- [Task details] Count every line in the data below that includes "HealthBody", and give only the result.

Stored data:
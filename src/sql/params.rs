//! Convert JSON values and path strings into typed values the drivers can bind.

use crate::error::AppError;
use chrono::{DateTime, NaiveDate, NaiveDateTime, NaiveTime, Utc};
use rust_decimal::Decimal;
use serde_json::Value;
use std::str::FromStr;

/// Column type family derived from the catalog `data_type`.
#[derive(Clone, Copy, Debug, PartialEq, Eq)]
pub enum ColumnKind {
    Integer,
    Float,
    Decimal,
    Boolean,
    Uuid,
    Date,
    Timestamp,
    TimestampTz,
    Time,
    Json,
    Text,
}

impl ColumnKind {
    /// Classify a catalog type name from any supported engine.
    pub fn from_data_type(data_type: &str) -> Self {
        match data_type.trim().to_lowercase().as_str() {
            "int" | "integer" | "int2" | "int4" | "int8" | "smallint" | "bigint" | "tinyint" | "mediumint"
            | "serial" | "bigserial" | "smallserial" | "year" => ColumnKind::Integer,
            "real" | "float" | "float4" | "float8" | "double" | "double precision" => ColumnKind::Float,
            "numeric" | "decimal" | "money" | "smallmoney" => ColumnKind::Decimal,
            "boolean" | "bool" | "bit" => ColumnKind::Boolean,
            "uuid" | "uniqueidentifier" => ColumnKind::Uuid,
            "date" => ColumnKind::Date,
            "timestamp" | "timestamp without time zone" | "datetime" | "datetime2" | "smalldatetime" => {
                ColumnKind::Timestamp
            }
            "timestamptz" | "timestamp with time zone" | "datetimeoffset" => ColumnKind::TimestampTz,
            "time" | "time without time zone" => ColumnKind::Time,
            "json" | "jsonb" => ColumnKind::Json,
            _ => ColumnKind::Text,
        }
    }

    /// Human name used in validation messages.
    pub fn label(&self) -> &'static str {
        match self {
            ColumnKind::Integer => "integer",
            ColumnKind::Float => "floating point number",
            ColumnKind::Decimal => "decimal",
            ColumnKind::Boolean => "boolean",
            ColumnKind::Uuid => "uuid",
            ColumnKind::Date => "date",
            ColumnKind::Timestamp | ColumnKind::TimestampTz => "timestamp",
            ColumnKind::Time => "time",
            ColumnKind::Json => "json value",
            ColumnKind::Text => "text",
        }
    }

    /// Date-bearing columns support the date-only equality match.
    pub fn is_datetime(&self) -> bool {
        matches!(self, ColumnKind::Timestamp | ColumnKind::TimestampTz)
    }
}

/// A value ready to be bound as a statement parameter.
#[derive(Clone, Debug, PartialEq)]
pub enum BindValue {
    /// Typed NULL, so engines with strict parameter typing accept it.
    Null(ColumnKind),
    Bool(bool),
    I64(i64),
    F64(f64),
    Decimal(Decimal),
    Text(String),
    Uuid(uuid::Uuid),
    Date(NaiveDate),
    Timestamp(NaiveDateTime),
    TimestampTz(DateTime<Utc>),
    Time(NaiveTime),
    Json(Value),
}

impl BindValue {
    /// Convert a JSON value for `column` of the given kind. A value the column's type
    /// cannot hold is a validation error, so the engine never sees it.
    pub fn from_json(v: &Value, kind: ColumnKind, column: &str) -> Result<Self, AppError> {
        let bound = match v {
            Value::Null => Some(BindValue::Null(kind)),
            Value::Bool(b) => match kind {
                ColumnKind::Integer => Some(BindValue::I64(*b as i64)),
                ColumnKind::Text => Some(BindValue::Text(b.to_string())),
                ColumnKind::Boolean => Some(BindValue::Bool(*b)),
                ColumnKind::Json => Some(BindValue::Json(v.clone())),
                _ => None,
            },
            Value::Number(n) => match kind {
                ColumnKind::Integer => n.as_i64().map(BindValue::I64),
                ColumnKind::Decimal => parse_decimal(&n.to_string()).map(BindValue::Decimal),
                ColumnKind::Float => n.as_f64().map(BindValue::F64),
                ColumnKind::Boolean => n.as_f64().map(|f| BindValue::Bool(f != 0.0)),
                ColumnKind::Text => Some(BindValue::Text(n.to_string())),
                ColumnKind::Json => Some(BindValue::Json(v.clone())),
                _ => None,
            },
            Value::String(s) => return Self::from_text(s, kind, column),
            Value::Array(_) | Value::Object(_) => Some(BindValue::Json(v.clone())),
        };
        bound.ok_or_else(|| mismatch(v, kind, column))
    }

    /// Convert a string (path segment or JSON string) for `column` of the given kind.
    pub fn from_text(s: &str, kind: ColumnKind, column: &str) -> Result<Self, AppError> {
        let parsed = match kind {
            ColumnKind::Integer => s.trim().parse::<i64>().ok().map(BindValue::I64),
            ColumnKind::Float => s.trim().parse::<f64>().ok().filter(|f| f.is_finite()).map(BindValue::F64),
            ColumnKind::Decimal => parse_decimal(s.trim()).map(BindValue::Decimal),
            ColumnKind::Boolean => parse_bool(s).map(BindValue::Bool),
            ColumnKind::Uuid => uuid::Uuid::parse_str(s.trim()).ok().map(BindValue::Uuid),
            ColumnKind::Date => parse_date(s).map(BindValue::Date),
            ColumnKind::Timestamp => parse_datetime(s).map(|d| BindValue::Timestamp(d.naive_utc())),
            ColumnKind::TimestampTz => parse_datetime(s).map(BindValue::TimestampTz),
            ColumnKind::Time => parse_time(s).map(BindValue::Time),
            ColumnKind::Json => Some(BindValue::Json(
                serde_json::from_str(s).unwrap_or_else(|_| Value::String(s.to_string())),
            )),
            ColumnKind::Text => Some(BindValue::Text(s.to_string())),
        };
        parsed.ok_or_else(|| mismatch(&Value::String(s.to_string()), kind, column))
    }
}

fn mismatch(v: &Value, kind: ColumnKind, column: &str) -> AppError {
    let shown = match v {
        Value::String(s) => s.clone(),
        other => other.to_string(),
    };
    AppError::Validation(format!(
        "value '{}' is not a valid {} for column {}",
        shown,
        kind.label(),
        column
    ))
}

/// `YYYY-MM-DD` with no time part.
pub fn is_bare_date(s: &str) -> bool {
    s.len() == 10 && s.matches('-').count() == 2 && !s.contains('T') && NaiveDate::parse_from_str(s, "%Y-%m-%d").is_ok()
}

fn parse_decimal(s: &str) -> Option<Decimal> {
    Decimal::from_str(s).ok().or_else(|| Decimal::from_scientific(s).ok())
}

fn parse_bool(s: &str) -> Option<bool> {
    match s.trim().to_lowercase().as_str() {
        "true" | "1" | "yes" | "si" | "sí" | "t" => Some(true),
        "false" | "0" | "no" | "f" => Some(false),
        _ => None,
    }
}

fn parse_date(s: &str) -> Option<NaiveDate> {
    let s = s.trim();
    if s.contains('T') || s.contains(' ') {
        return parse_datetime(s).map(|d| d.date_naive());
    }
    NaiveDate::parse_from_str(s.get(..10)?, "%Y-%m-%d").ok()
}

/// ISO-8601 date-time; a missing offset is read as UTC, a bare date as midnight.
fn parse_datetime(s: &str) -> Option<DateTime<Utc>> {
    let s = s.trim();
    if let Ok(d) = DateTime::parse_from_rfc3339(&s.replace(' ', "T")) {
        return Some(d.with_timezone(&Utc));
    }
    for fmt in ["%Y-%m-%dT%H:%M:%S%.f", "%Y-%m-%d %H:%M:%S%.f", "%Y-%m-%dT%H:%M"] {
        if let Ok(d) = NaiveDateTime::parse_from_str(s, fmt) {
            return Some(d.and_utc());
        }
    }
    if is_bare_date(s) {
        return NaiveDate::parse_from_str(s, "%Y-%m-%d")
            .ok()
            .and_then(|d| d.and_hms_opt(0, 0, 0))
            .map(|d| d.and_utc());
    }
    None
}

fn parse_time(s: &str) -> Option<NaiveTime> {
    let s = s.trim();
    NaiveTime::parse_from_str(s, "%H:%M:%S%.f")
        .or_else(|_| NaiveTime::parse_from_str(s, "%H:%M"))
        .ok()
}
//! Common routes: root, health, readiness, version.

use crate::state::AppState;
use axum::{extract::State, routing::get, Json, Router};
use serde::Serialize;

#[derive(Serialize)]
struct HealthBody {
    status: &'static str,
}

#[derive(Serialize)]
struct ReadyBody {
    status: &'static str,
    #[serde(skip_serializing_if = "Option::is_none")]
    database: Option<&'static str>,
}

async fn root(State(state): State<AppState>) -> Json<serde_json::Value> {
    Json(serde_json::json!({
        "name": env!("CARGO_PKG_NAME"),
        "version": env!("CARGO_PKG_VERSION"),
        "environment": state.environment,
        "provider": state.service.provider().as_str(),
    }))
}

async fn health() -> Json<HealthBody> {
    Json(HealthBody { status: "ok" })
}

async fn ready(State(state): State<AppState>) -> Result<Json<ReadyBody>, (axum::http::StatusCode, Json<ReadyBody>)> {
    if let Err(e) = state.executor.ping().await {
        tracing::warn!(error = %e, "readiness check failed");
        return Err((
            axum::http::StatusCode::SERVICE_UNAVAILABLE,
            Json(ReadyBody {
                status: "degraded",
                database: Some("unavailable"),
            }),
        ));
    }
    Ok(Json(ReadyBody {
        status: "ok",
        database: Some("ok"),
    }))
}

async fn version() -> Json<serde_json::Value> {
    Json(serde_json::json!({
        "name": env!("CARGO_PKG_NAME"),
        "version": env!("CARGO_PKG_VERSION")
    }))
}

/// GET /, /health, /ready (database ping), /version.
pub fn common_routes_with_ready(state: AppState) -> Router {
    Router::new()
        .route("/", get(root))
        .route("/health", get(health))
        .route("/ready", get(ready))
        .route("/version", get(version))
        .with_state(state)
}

- [Exercise solution] 3